Ebola isn't entering the United States smuggled in by child refugees. But the rapidly spreading and currently incurable disease has killed hundreds of Africans and showed that it can potentially overcome the one drug that seemed to help.

We're currently in the midst of the biggest Ebola outbreak in history -- and according to experts like Laurie Garrett, the senior fellow for global health at the Council on Foreign Relations, we need to recognize that it poses a very real danger. In a forceful Foreign Policy piece published Aug. 14, she wrote: "You think there are magic bullets in some rich country's freezers that will instantly stop the relentless spread of the Ebola virus in West Africa? You think airport security guards in Los Angeles can look a traveler in the eyes and see infection, blocking that jet passenger's entry into La-la-land?" Garrett recommended immediate emergency help for the countries dealing with the disease.

Now the World Health Organization is ready to explain how it thinks that assistance should be organized. The WHO thinks the international community can prevent any further Ebola transmission within six to nine months if governments and other donors are willing to spend $430 million, according to a draft WHO strategy document obtained by Bloomberg.

More than half of that money is needed for under-equipped treatment centers in Guinea, Liberia and Sierra Leone, and a WHO spokeswoman told Bloomberg the final request could still change before the final plan is released.

While Bloomberg notes that the latest ask is six times the amount identified in a previous WHO plan released on July 31, it's a sum that the United States and other developed economies could -- and do -- spend on causes a lot less pressing than an epidemic that has already killed nearly 1,500 people. Here's a selection of things that aren't terrifying diseases on which the U.S. has spent $430 million -- or more:

The Department of Homeland Security spent $430 million over nine years to fund what seemed like a great idea: radios for employees nationwide that could tune into a secure shared channel. Then it became clear that basically no DHS employees knew how to use those radios. (72 percent didn't even know they existed.)

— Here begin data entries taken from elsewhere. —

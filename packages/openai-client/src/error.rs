//! Error types for the chat completions client.

use thiserror::Error;

/// Result type for client operations.
pub type Result<T> = std::result::Result<T, OpenAIError>;

#[derive(Debug, Error)]
pub enum OpenAIError {
    /// Missing API key or invalid settings
    #[error("Configuration error: {0}")]
    Config(String),

    /// Connection failed or timed out before a response arrived
    #[error("Network error: {0}")]
    Network(String),

    /// Non-2xx response
    #[error("API error ({status}): {message}")]
    Api { status: u16, message: String },

    /// The response body broke off part-way through a stream
    #[error("Stream interrupted: {0}")]
    Stream(String),

    /// Unexpected response shape
    #[error("Parse error: {0}")]
    Parse(String),
}

impl OpenAIError {
    /// 429 and 5xx responses are worth retrying.
    pub fn is_retryable(&self) -> bool {
        match self {
            OpenAIError::Network(_) | OpenAIError::Stream(_) => true,
            OpenAIError::Api { status, .. } => *status == 429 || *status >= 500,
            _ => false,
        }
    }
}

Earlier this month, according to ThinkProgress, Virginia state legislators decided to spend $430 million on a new office building and parking deck for themselves. This is the same amount of money they could have obtained for their state's neediest residents had they accepted the Obamacare Medicaid expansion.

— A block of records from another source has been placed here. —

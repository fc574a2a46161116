//! Server dependencies (using traits for testability)
//!
//! Central container handed to the explain pipeline and the HTTP layer.
//! Every external service sits behind a trait so tests can swap in mocks.

use std::sync::Arc;

use anyhow::Result;
use openai_client::OpenAIClient;

use crate::config::Config;
use crate::domains::auth::{ExtensionTokenService, SessionLookup, SessionStore};
use crate::kernel::{
    BaseExplanationStore, BaseGenerator, BaseSearchService, InMemoryExplanationStore,
    OpenAIGenerator, TavilyClient,
};

/// Model names used per call site.
#[derive(Debug, Clone, PartialEq, Eq)]
pub struct ModelSettings {
    pub explain_model: String,
    pub followup_model: String,
}

impl Default for ModelSettings {
    fn default() -> Self {
        Self {
            explain_model: crate::config::DEFAULT_MODEL.to_string(),
            followup_model: crate::config::DEFAULT_FOLLOWUP_MODEL.to_string(),
        }
    }
}

#[derive(Clone)]
pub struct ServerDeps {
    /// `None` puts the server in demo mode
    pub generator: Option<Arc<dyn BaseGenerator>>,
    /// `None` disables source retrieval
    pub search: Option<Arc<dyn BaseSearchService>>,
    pub store: Arc<dyn BaseExplanationStore>,
    pub sessions: Arc<dyn SessionLookup>,
    pub extension_tokens: Arc<ExtensionTokenService>,
    pub models: ModelSettings,
}

impl ServerDeps {
    pub fn new(
        generator: Option<Arc<dyn BaseGenerator>>,
        search: Option<Arc<dyn BaseSearchService>>,
        store: Arc<dyn BaseExplanationStore>,
        sessions: Arc<dyn SessionLookup>,
        extension_tokens: Arc<ExtensionTokenService>,
        models: ModelSettings,
    ) -> Self {
        Self {
            generator,
            search,
            store,
            sessions,
            extension_tokens,
            models,
        }
    }

    /// Wire production services from configuration.
    pub fn from_config(config: &Config, sessions: SessionStore) -> Result<Self> {
        let generator = config.openai_api_key.as_ref().map(|key| {
            Arc::new(OpenAIGenerator::new(OpenAIClient::new(key.clone()))) as Arc<dyn BaseGenerator>
        });

        let search = match &config.tavily_api_key {
            Some(key) => Some(Arc::new(TavilyClient::new(key.clone())?) as Arc<dyn BaseSearchService>),
            None => {
                tracing::info!("TAVILY_API_KEY not set, source retrieval disabled");
                None
            }
        };

        Ok(Self::new(
            generator,
            search,
            Arc::new(InMemoryExplanationStore::new()),
            Arc::new(sessions),
            Arc::new(ExtensionTokenService::new(&config.extension_token_secret)),
            ModelSettings {
                explain_model: config.openai_model.clone(),
                followup_model: config.followup_model.clone(),
            },
        ))
    }

    pub fn demo_mode(&self) -> bool {
        self.generator.is_none()
    }

    pub fn retrieval_enabled(&self) -> bool {
        self.search.is_some()
    }
}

Mitt Romney used his first debate appearance of the 2012 presidential election to tell America he would cut federal funding for beloved network PBS. A U.S. News and World Report post on Romney's proposal noted that PBS and NPR combined received $445 million from the federal government in fiscal 2012 -- an amount that was smaller than the money allotted that year for Amtrak ($1.4 billion) and federal office acquisition ($864 million). Astrophysicist Neil deGrasse Tyson captured the popular reaction:

The District of Columbia spent $670.3 million to build Nationals Park, a stadium that Philip Kennicott, the Pulitzer-winning architecture critic for Washington's hometown paper, called a product of "misplaced priorities" and "a colossal symbolic failure with national and international import."

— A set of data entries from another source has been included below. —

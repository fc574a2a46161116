//! Key-value storage seam (the extension's synced storage area).

use std::collections::HashMap;
use std::sync::atomic::{AtomicUsize, Ordering};
use std::sync::Arc;

use async_trait::async_trait;
use serde_json::Value;
use tokio::sync::RwLock;

use crate::error::Result;

#[async_trait]
pub trait KeyValueStore: Send + Sync {
    async fn get(&self, key: &str) -> Result<Option<Value>>;
    async fn set(&self, key: &str, value: Value) -> Result<()>;
    async fn remove(&self, key: &str) -> Result<()>;
}

/// In-memory store. Counts reads so callers can verify caching.
#[derive(Clone, Default)]
pub struct MemoryStore {
    values: Arc<RwLock<HashMap<String, Value>>>,
    reads: Arc<AtomicUsize>,
}

impl MemoryStore {
    pub fn new() -> Self {
        Self::default()
    }

    pub fn reads(&self) -> usize {
        self.reads.load(Ordering::SeqCst)
    }
}

#[async_trait]
impl KeyValueStore for MemoryStore {
    async fn get(&self, key: &str) -> Result<Option<Value>> {
        self.reads.fetch_add(1, Ordering::SeqCst);
        Ok(self.values.read().await.get(key).cloned())
    }

    async fn set(&self, key: &str, value: Value) -> Result<()> {
        self.values.write().await.insert(key.to_string(), value);
        Ok(())
    }

    async fn remove(&self, key: &str) -> Result<()> {
        self.values.write().await.remove(key);
        Ok(())
    }
}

The Department of Defense spent $454 million to operate the Guantánamo Bay detention center last year. This is, of course, the same prison that President Barack Obama promised to close back in his first term. He reiterated that promise in this year's State of the Union. Powerful Sens. Dianne Feinstein (D-Calif.) and Dick Durbin (D-Ill.) recently called the Cuban prison "a massive misuse of taxpayer money," given its cost per prisoner compared to even the most secure federal prison in the U.S ($2.7 million to $78,000).

A final bonus: Stopping this straight-out-of-a-movie epidemic would cost just a little more than the amount spent on the ultimate box office flop of 2013, "The Lone Ranger." For a film on which it lost around $190 million, Disney spent $375 million.